5582_img-20141114-waAs I sat back and thought over the last week’s four episodes, the tangled skeins were not just in the tale, but inside my head as  well. Normally, in any fictional narrative, there  is a recurrent, central thread, a leit motif,  which is the core, the keystone, of the whole structure. It could be doomed love, it could be revenge,  it could be a mystery to be unravelled. But here, in our tale, there are many leit motifs,  all tangled with each other, making  it impossible to judge either which is going to be the predominant one, or where these criss-crossed strands are going to take the tale, and us the viewers as well.

Two recurrent themes: So I looked about to see if, even amidst this profusion of themes, we could identify just two, which would be likely to stay with us, at least for some time to come.

One suggests itself readily – the bonds that have no name, but are yet far stronger than those of blood or tradition. The other, though in a more restricted and limited sense as yet, is of retribution for evil, whether at the hands of the righteous and the  innocent, or at the hands of still greater evil.  Let us see  how these themes played out during the last week.

Take 5: Then I intend to give you  my own Take 5 for the week, my choices for the 5  most arresting scenes we saw. Your own ratings and choices might be quite different, but that is the fun of the whole exercise!

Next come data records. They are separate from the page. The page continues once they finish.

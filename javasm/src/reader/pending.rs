use anyhow::{anyhow, Result};
use log::warn;
use crate::reader::patterns::{ACCESS_FLAGS, DEPRECATED, SIGNATURE};
use crate::reader::token::TokenReader;
use crate::tree::access::AccessFlags;

/// What was read in front of a declaration, and applies to it.
///
/// This is collected while reading the comments and modifier keywords, and then taken by the next declaration.
#[derive(Debug, Default)]
pub(crate) struct Pending {
	/// The modifier keywords, like `public static`.
	keywords: AccessFlags,
	/// The flags from an `// access flags 0x21` comment, these take precedence over the keywords.
	flags: Option<AccessFlags>,
	deprecated: bool,
	pub(crate) signature: Option<String>,
}

impl Pending {
	/// Returns `true` if any modifier keyword or access flags comment was read.
	pub(crate) fn has_access(&self) -> bool {
		!self.keywords.is_empty() || self.flags.is_some()
	}

	/// Returns `true` if an `// access flags` comment was read.
	pub(crate) fn has_flags(&self) -> bool {
		self.flags.is_some()
	}

	pub(crate) fn access(&self) -> AccessFlags {
		let access = self.flags.unwrap_or(self.keywords);
		if self.deprecated {
			access | AccessFlags::DEPRECATED
		} else {
			access
		}
	}

	pub(crate) fn add_access(&mut self, access: AccessFlags) {
		self.keywords |= access;
	}

	/// Takes the signature, converting it with `T::try_from`.
	///
	/// A signature that can't be converted is treated as if there was none.
	pub(crate) fn take_signature<T>(&mut self) -> Option<T>
	where
		T: TryFrom<String, Error = anyhow::Error>,
	{
		parse_signature(self.signature.take())
	}

	/// Reads a `// DEPRECATED`, `// signature` or `// access flags` comment, returning `false` if the next
	/// token isn't one of them.
	pub(crate) fn read_comment(&mut self, reader: &mut TokenReader) -> Result<bool> {
		if reader.pop_comment_matching(&DEPRECATED)?.is_some() {
			self.deprecated = true;
		} else if let Some(signature) = read_signature(reader)? {
			self.signature = Some(signature);
		} else if let Some(captures) = reader.pop_comment_matching(&ACCESS_FLAGS)? {
			let flags = u32::from_str_radix(&captures["flags"], 16)
				.map_err(|e| reader.error_with("Expected valid access flags", anyhow!(e)))?;
			self.flags = Some(AccessFlags(flags));
		} else {
			return Ok(false);
		}
		Ok(true)
	}

	/// Reads modifier keywords, returning `false` if there were none.
	///
	/// With `allow_enum`, the `enum` keyword is read as well, as used for the constants of an enum.
	pub(crate) fn read_keywords(&mut self, reader: &mut TokenReader, allow_enum: bool) -> Result<bool> {
		let mut any = false;
		loop {
			let token = reader.peek()?;
			let access = match token.plain() {
				Some(keyword) if allow_enum && keyword.eq_ignore_ascii_case("enum") => AccessFlags::ENUM,
				Some(keyword) => match AccessFlags::from_keyword(keyword) {
					Some(access) => access,
					None => return Ok(any),
				},
				None => return Ok(any),
			};
			reader.pop()?;
			self.keywords |= access;
			any = true;
		}
	}
}

/// Converts a signature with `T::try_from`, treating an invalid one as absent.
pub(crate) fn parse_signature<T>(signature: Option<String>) -> Option<T>
where
	T: TryFrom<String, Error = anyhow::Error>,
{
	T::try_from(signature?)
		.map_err(|e| warn!("ignoring invalid signature: {e:#}"))
		.ok()
}

/// Reads a `// signature ...` comment, if there's one.
pub(crate) fn read_signature(reader: &mut TokenReader) -> Result<Option<String>> {
	Ok(reader.pop_comment_matching(&SIGNATURE)?
		.map(|captures| captures["signature"].trim().to_owned()))
}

But to begin,

Benaam rishtey:  that are far stronger that those of blood.

Maimuyi & Rudra:  The first, and the strongest, is of course the visceral bond that has developed, over 12 long years, between Maimuyi and the  bachuwa who had sneaked into a corner of her arid heart against her will and almost without her knowledge, and had then proceeded to take it over so completely that now, for her, the sun rises and sets on her Rudra.

Seema Biswas brings this total emotional dependence alive onscreen with a sureness of touch that tugs at your heartstrings. Watch her brimming over with maternal pride as she watches Rudra making an unexpectedly impressive debut as Lord Rama in the Dussehra Ramleela.  As she dresses him and does his make up with infinite tenderness and joy. When  she does his aarti  and cheers him on from the sidelines of the procession. Her eyes glow with an inner light, the tired lines in the worn out face  are erased for an instant as  a tide of joy wells up from the core of her being.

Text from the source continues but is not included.